▶ WORK REQUIRED
Below is a set of entries. Reproduce exactly the lines from the one containing "warn!(probe = label, error" through the end, both included.

(Extracted records)

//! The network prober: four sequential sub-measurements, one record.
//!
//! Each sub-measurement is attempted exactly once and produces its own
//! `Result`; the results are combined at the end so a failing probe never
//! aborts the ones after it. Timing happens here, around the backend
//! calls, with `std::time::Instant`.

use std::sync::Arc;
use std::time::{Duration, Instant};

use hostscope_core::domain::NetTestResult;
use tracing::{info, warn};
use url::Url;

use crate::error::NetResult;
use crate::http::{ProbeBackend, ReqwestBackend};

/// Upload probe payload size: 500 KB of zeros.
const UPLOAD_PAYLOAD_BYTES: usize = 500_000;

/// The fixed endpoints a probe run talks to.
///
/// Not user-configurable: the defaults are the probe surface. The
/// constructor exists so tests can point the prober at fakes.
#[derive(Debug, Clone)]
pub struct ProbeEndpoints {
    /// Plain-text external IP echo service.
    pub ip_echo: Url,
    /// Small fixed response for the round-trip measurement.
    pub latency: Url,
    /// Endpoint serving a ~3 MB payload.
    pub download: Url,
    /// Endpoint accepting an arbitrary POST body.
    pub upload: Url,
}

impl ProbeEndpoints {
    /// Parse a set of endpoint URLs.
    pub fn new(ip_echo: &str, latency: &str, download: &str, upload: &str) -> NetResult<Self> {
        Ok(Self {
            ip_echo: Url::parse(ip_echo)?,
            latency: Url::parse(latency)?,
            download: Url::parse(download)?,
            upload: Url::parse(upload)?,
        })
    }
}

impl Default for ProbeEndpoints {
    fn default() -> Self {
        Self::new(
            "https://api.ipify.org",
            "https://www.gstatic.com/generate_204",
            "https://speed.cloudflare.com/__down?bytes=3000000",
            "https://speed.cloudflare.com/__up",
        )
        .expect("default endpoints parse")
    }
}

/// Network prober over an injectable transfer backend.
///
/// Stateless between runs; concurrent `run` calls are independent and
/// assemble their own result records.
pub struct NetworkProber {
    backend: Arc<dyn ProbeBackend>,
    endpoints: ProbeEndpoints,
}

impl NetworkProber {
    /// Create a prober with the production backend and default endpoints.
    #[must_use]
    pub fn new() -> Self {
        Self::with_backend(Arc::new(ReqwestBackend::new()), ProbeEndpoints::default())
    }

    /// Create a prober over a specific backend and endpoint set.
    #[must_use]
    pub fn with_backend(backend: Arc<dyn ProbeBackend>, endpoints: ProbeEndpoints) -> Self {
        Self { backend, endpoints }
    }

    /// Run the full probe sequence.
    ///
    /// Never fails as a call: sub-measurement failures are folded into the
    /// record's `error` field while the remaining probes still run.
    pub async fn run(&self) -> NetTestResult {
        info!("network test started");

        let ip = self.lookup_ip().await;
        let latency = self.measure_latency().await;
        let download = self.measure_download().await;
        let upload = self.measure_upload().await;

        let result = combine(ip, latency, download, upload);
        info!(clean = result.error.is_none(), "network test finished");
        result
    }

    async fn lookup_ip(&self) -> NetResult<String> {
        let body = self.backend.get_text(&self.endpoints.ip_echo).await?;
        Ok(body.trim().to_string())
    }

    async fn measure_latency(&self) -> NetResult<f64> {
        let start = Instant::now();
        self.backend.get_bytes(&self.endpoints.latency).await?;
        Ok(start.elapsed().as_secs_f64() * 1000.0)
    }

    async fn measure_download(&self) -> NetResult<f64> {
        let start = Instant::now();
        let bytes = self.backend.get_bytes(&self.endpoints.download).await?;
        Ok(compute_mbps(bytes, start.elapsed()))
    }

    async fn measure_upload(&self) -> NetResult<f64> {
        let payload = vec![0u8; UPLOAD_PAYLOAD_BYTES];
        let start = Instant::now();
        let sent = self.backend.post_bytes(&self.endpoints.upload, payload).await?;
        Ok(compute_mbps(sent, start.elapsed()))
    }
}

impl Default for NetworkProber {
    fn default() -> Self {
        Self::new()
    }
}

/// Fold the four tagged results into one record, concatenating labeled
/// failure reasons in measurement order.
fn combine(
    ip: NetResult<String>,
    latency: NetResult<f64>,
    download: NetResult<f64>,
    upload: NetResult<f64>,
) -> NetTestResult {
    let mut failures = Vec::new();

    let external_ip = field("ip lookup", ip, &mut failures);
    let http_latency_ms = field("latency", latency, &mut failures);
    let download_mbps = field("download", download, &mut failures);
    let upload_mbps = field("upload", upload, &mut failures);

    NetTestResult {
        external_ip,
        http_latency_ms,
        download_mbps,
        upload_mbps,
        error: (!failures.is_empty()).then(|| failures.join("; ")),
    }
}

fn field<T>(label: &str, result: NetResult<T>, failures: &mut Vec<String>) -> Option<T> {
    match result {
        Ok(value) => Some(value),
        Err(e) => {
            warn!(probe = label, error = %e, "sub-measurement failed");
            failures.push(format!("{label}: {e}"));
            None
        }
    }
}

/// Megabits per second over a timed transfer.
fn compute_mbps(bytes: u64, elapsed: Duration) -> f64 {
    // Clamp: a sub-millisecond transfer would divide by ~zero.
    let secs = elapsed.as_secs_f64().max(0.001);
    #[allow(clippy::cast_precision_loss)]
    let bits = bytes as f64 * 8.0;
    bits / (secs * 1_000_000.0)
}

▶ ANSWER SECTION
            warn!(probe = label, error = %e, "sub-measurement failed");
            failures.push(format!("{label}: {e}"));
            None
        }
    }
}

/// Megabits per second over a timed transfer.
fn compute_mbps(bytes: u64, elapsed: Duration) -> f64 {
    // Clamp: a sub-millisecond transfer would divide by ~zero.
    let secs = elapsed.as_secs_f64().max(0.001);
    #[allow(clippy::cast_precision_loss)]
    let bits = bytes as f64 * 8.0;
    bits / (secs * 1_000_000.0)
}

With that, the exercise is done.